Der Fahrrad-boom hat auch seine Schattenseiten ! In vielen Zügen sind die Fahrrad-Abteile inzwischen viel zu klein geworden und va bei DB regio rütteln und kreischen noch so einige Uralt-Personenwagons von der DDR-Reichsbahn herum, in die man das Rad über 2-3 schmale Treppenstufen und dann in eine schmale Tür bekommen muß. Auch die modernen "Neigungstechnik"-Triebwagen, zB die "612er", die va in den Mittelgebirgen gerne eingesetzt werden, können bauartbedingt keinen ebenerdigen Einstieg bieten. Ein mit Campingausrüstung beladenes ebike stemmt locker 40 - 50 kg auf die Waage ... da sind viel Kraft und Geschick gefragt, oftmals muß man entladen und den Zug portionsweise betreten bzw verlassen ... und vertrauensvoll hoffen, daß der Zug nicht mittendrinn losfährt.

Noch so 1 Erlebnis: ich habe mal einen Tagesausflug von Leipzig nach Görlitz unternommen und das Rad war mit im Zug.

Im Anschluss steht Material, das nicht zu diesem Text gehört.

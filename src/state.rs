// src/state.rs

use crate::models::HierarchyIndex;

/// Represents the state of the hierarchy index.
/// It holds the current state and, once mutated, a snapshot of the original state.
#[derive(Debug)]
enum IndexState {
    /// No mutation has been requested yet.
    Pristine(HierarchyIndex),
    /// A mutation has been requested. We hold both the original snapshot
    /// and the current, mutable state.
    Dirty {
        original: HierarchyIndex,
        current: HierarchyIndex,
    },
}

/// A hierarchy index that remembers whether it diverged from what was loaded.
#[derive(Debug)]
pub struct JournaledIndex {
    state: IndexState,
}

impl JournaledIndex {
    pub fn new(index: HierarchyIndex) -> Self {
        Self {
            state: IndexState::Pristine(index),
        }
    }

    /// Compares the current state against the original snapshot, if one exists.
    pub fn needs_saving(&self) -> bool {
        match &self.state {
            IndexState::Pristine(_) => false,
            IndexState::Dirty { original, current } => original != current,
        }
    }

    /// Read-only access to the current index state.
    pub fn index(&self) -> &HierarchyIndex {
        match &self.state {
            IndexState::Pristine(index) => index,
            IndexState::Dirty { current, .. } => current,
        }
    }

    /// Mutable access. The first call snapshots the original state.
    pub fn index_mut(&mut self) -> &mut HierarchyIndex {
        if let IndexState::Pristine(_) = self.state {
            let taken = std::mem::replace(
                &mut self.state,
                IndexState::Pristine(HierarchyIndex::default()),
            );
            if let IndexState::Pristine(index) = taken {
                self.state = IndexState::Dirty {
                    original: index.clone(),
                    current: index,
                };
            }
        }

        match &mut self.state {
            IndexState::Dirty { current, .. } => current,
            IndexState::Pristine(index) => index,
        }
    }

    /// Records that the current state has been persisted.
    pub fn mark_saved(&mut self) {
        let taken = std::mem::replace(
            &mut self.state,
            IndexState::Pristine(HierarchyIndex::default()),
        );
        self.state = match taken {
            IndexState::Dirty { current, .. } => IndexState::Pristine(current),
            pristine => pristine,
        };
    }
}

Erst kurz vor Görlitz kam die Kontrollettöse und dann erfuhr ich, daß ich 4 Tarifzonen durchfahren hatte, wovon in zweien die Fahrradmitnahme gebührenpflichtig ist und ich vor Fahrtantritt hätte löhnen müssen ! Ich kam zwar noch mit "Nachlösen" und ansonsten einer gebührenfreien Verwarnung davon - aber der Schreck war schon beträchtlich gewesen ...

Auch die Fahrt mit voller Beladung sollte man ausprobiert haben - ich schleppe meine gesamten Einkäufe mit dem Rad nachhause und bin das halbwegs gewöhnt. Der Stromverbrauch bei solchen Schwertransporten liegt bei mir zuweilen um 30-50 % über dem Durchschnitt.